Stored items:
=====
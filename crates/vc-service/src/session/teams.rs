//! Team labels and team sub-room sizing.
//!
//! A session can split its anchor room into up to four team sub-rooms.
//! Labels form a closed set so a panel reaction or command argument that
//! names anything else is rejected instead of creating a stray room.

use crate::collaborators::{RoomHandle, RoomSpec};
use crate::errors::LifecycleError;
use serde::{Deserialize, Serialize};
use std::fmt;
use std::str::FromStr;

/// Panel reaction that splits members into their team rooms.
pub const SPLIT_EMOJI: &str = "\u{1F500}";

/// Panel reaction that gathers everyone back into the anchor room.
pub const GATHER_EMOJI: &str = "\u{1F3E0}";

/// Team label.
#[derive(Debug, Clone, Copy, PartialEq, Eq, Hash, PartialOrd, Ord, Serialize, Deserialize)]
pub enum TeamLabel {
    A,
    B,
    C,
    D,
}

impl TeamLabel {
    /// All labels in panel order.
    pub const ALL: [TeamLabel; 4] = [TeamLabel::A, TeamLabel::B, TeamLabel::C, TeamLabel::D];

    #[must_use]
    pub const fn as_str(&self) -> &'static str {
        match self {
            TeamLabel::A => "A",
            TeamLabel::B => "B",
            TeamLabel::C => "C",
            TeamLabel::D => "D",
        }
    }

    /// Regional indicator emoji used as the panel reaction for this team.
    #[must_use]
    pub const fn emoji(&self) -> &'static str {
        match self {
            TeamLabel::A => "\u{1F1E6}",
            TeamLabel::B => "\u{1F1E7}",
            TeamLabel::C => "\u{1F1E8}",
            TeamLabel::D => "\u{1F1E9}",
        }
    }

    #[must_use]
    pub fn from_emoji(emoji: &str) -> Option<Self> {
        Self::ALL.into_iter().find(|label| label.emoji() == emoji)
    }
}

impl fmt::Display for TeamLabel {
    fn fmt(&self, f: &mut fmt::Formatter<'_>) -> fmt::Result {
        f.write_str(self.as_str())
    }
}

impl FromStr for TeamLabel {
    type Err = LifecycleError;

    fn from_str(s: &str) -> Result<Self, Self::Err> {
        match s.trim().to_ascii_uppercase().as_str() {
            "A" => Ok(TeamLabel::A),
            "B" => Ok(TeamLabel::B),
            "C" => Ok(TeamLabel::C),
            "D" => Ok(TeamLabel::D),
            _ => Err(LifecycleError::UnknownTeam(s.to_string())),
        }
    }
}

/// Action requested through a team panel reaction.
#[derive(Debug, Clone, Copy, PartialEq, Eq)]
pub enum PanelAction {
    Assign(TeamLabel),
    Split,
    Gather,
}

impl PanelAction {
    #[must_use]
    pub fn from_emoji(emoji: &str) -> Option<Self> {
        match emoji {
            SPLIT_EMOJI => Some(PanelAction::Split),
            GATHER_EMOJI => Some(PanelAction::Gather),
            other => TeamLabel::from_emoji(other).map(PanelAction::Assign),
        }
    }
}

/// Deterministic name of a team sub-room.
#[must_use]
pub fn team_room_name(anchor_name: &str, label: TeamLabel) -> String {
    format!("{anchor_name}-{label}")
}

/// Creation parameters for a team sub-room.
///
/// The sub-room lives in the anchor's category, mirrors its member cap and
/// uses the anchor bitrate clamped to what the guild currently allows.
#[must_use]
pub fn team_room_spec(anchor: &RoomHandle, label: TeamLabel, guild_bitrate_limit: u32) -> RoomSpec {
    RoomSpec {
        guild_id: anchor.guild_id,
        name: team_room_name(&anchor.name, label),
        category: anchor.category,
        capacity: anchor.capacity,
        bitrate: anchor.bitrate.min(guild_bitrate_limit),
    }
}
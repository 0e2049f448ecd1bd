//! Mention forwarding.
//!
//! An @mention typed in the chat of a voice room in the managed category is
//! delivered to every mentioned member by direct message, with the message
//! text and a link back to it. `@everyone` / `@here` are never forwarded;
//! the room gets a warning instead. A DM the platform refuses is reported
//! back into the room.

use crate::collaborators::{MemberHandle, Membership, Notice, NoticeTarget, Notifier};
use crate::observability::metrics::{
    record_collaborator_failure, record_mention_forward, record_notice_sent,
};
use common::types::{CategoryId, MemberId, RoomId};
use std::sync::Arc;
use tracing::{debug, instrument, warn};

/// A chat message posted in a voice room's text chat.
#[derive(Debug, Clone, PartialEq, Eq)]
pub struct RoomMessage {
    pub room: RoomId,
    pub author: MemberHandle,
    pub content: String,
    /// Mentioned members, bots included.
    pub mentions: Vec<MemberHandle>,
    pub mentions_everyone: bool,
    pub jump_url: String,
}

#[derive(Debug, Clone, Copy, PartialEq, Eq)]
pub enum ForwardOutcome {
    /// Bot author, unmanaged room, or no member mentions.
    Ignored,
    /// `@everyone` / `@here` was used; nothing was forwarded.
    EveryoneWarned,
    Forwarded { delivered: usize, failed: usize },
}

/// Message text with the given member mentions removed and whitespace
/// collapsed.
#[must_use]
pub fn strip_mentions(content: &str, mentions: &[MemberId]) -> String {
    let mut text = content.to_string();
    for member in mentions {
        text = text
            .replace(&format!("<@{member}>"), "")
            .replace(&format!("<@!{member}>"), "");
    }
    text.split_whitespace().collect::<Vec<_>>().join(" ")
}

/// Forwards room chat mentions to direct messages.
#[derive(Clone)]
pub struct MentionForwarder {
    notifier: Arc<dyn Notifier>,
    membership: Arc<dyn Membership>,
    category: CategoryId,
}

impl MentionForwarder {
    #[must_use]
    pub fn new(
        notifier: Arc<dyn Notifier>,
        membership: Arc<dyn Membership>,
        category: CategoryId,
    ) -> Self {
        Self {
            notifier,
            membership,
            category,
        }
    }

    #[instrument(skip_all, name = "vc.forward", fields(room = %message.room))]
    pub async fn forward(&self, message: &RoomMessage) -> ForwardOutcome {
        if message.author.is_bot {
            return ForwardOutcome::Ignored;
        }
        let Some(room) = self.membership.room(message.room) else {
            return ForwardOutcome::Ignored;
        };
        if room.category != Some(self.category) {
            return ForwardOutcome::Ignored;
        }

        if message.mentions_everyone {
            record_mention_forward("everyone_blocked");
            self.post(NoticeTarget::Room(message.room), Notice::MentionEveryoneWarning)
                .await;
            return ForwardOutcome::EveryoneWarned;
        }

        let targets: Vec<&MemberHandle> = message.mentions.iter().filter(|m| !m.is_bot).collect();
        if targets.is_empty() {
            return ForwardOutcome::Ignored;
        }

        let mentioned: Vec<MemberId> = message.mentions.iter().map(|m| m.id).collect();
        let excerpt = strip_mentions(&message.content, &mentioned);

        let mut delivered = 0;
        let mut failed = 0;
        for target in targets {
            let notice = Notice::MentionForward {
                author_name: message.author.display_name.clone(),
                room_name: room.name.clone(),
                excerpt: excerpt.clone(),
                jump_url: message.jump_url.clone(),
            };
            match self
                .notifier
                .send_notice(NoticeTarget::DirectMessage(target.id), notice)
                .await
            {
                Ok(_) => {
                    delivered += 1;
                    record_mention_forward("delivered");
                    record_notice_sent("mention_forward");
                }
                Err(e) => {
                    failed += 1;
                    record_mention_forward("failed");
                    record_collaborator_failure("send_direct_message", e.kind());
                    debug!(
                        target: "vc.forward",
                        member = %target.id,
                        error = %e,
                        "Direct message refused"
                    );
                    self.post(
                        NoticeTarget::Room(message.room),
                        Notice::DirectMessageFailed { member: target.id },
                    )
                    .await;
                }
            }
        }

        ForwardOutcome::Forwarded { delivered, failed }
    }

    async fn post(&self, target: NoticeTarget, notice: Notice) {
        let kind = notice.kind();
        match self.notifier.send_notice(target, notice).await {
            Ok(_) => record_notice_sent(kind),
            Err(e) => {
                record_collaborator_failure("send_notice", e.kind());
                warn!(target: "vc.forward", error = %e, kind, "Failed to post notice");
            }
        }
    }
}
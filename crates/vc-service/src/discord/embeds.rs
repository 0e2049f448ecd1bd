//! Notice rendering.
//!
//! [`render`] turns a [`Notice`] into plain [`EmbedContent`] so wording and
//! colours are testable without the SDK; [`EmbedContent::into_embed`] builds
//! the serenity embed.

use crate::collaborators::{Notice, TeamOverview};
use crate::format::{fmt_duration, fmt_jst};
use crate::session::teams::{GATHER_EMOJI, SPLIT_EMOJI};
use serenity::all::CreateEmbed;

pub const COLOUR_JOIN: u32 = 0x2E_CC71;
pub const COLOUR_LEAVE: u32 = 0xE7_4C3C;
pub const COLOUR_PANEL: u32 = 0x58_65F2;

/// Rendered embed fields.
#[derive(Debug, Clone, PartialEq, Eq)]
pub struct EmbedContent {
    pub title: Option<String>,
    pub description: String,
    pub colour: u32,
    pub fields: Vec<(String, String)>,
}

impl EmbedContent {
    fn plain(description: String, colour: u32) -> Self {
        Self {
            title: None,
            description,
            colour,
            fields: Vec::new(),
        }
    }

    #[must_use]
    pub fn into_embed(self) -> CreateEmbed {
        let mut embed = CreateEmbed::new()
            .description(self.description)
            .colour(self.colour);
        if let Some(title) = self.title {
            embed = embed.title(title);
        }
        for (name, value) in self.fields {
            embed = embed.field(name, value, true);
        }
        embed
    }
}

#[must_use]
pub fn render(notice: &Notice) -> EmbedContent {
    match notice {
        Notice::MemberJoined { display_name, .. } => EmbedContent::plain(
            format!("{display_name} がボイスチャンネルに接続しました。"),
            COLOUR_JOIN,
        ),
        Notice::MemberLeft { display_name, .. } => EmbedContent::plain(
            format!("{display_name} がボイスチャンネルから切断しました。"),
            COLOUR_LEAVE,
        ),
        Notice::EmptyWarning => EmbedContent::plain(
            "全員が退出したため、まもなく削除されます。".to_string(),
            COLOUR_LEAVE,
        ),
        Notice::SessionStarted {
            starter_name,
            started_at,
            ..
        } => EmbedContent {
            title: Some(format!("{starter_name}がVCを開始しました。")),
            description: format!(
                "VC開始時刻：{} (<t:{}:R>)",
                fmt_jst(*started_at),
                started_at.timestamp()
            ),
            colour: COLOUR_JOIN,
            fields: Vec::new(),
        },
        Notice::SessionEnded {
            room_name,
            started_at,
            ended_at,
            participants,
        } => {
            let block = if participants.is_empty() {
                "- (該当者なし)".to_string()
            } else {
                participants
                    .iter()
                    .map(|p| format!("- {}（参加時間: {}）", p.name, fmt_duration(p.total_seconds)))
                    .collect::<Vec<_>>()
                    .join("\n")
            };
            EmbedContent {
                title: Some(format!("{room_name}が終了しました。")),
                description: format!(
                    "VC開始時刻：{}\nVC終了時刻：{}\nVC継続時間：{}\n参加ユーザー：\n{block}",
                    fmt_jst(*started_at),
                    fmt_jst(*ended_at),
                    fmt_duration((*ended_at - *started_at).num_seconds()),
                ),
                colour: COLOUR_LEAVE,
                fields: Vec::new(),
            }
        }
        Notice::TeamPanel {
            room_name,
            overview,
        } => render_panel(room_name, overview),
        Notice::MentionForward {
            author_name,
            room_name,
            excerpt,
            jump_url,
        } => {
            let mut fields = Vec::new();
            if !excerpt.is_empty() {
                fields.push(("メッセージ内容".to_string(), excerpt.clone()));
            }
            fields.push(("リンク".to_string(), format!("[ジャンプ]({jump_url})")));
            EmbedContent {
                title: Some(format!("\u{1F514} {author_name}がVCであなたを呼んでいます。")),
                description: format!(
                    "{author_name} さんが **{room_name}** であなたをメンションしました。"
                ),
                colour: COLOUR_PANEL,
                fields,
            }
        }
        Notice::MentionEveryoneWarning => EmbedContent::plain(
            "\u{26A0}\u{FE0F} `@everyone` / `@here` はDM転送されません。".to_string(),
            COLOUR_LEAVE,
        ),
        Notice::DirectMessageFailed { member } => EmbedContent::plain(
            format!("\u{26A0}\u{FE0F} <@{member}> へDMを送信できませんでした。"),
            COLOUR_LEAVE,
        ),
    }
}

fn render_panel(room_name: &str, overview: &TeamOverview) -> EmbedContent {
    let mut description = format!(
        "リアクションでチームを選んでください。\n{SPLIT_EMOJI} チームごとに分かれる / {GATHER_EMOJI} 元のVCに集合"
    );
    if let Some(starter) = &overview.starter_name {
        description.push_str(&format!("\n開始ユーザー: {starter}"));
    }

    let mut fields: Vec<(String, String)> = overview
        .teams
        .iter()
        .map(|(label, names)| {
            (
                format!("{} チーム{label}", label.emoji()),
                name_list(names),
            )
        })
        .collect();
    fields.push(("未割り当て".to_string(), name_list(&overview.unassigned)));

    EmbedContent {
        title: Some(format!("{room_name} チーム分けパネル")),
        description,
        colour: COLOUR_PANEL,
        fields,
    }
}

fn name_list(names: &[String]) -> String {
    if names.is_empty() {
        "-".to_string()
    } else {
        names.join("\n")
    }
}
=====
TASK DIRECTIONS:
Tally the lines above containing "here". Answer with the count only.

RESPONSE TO THIS EXERCISE:
3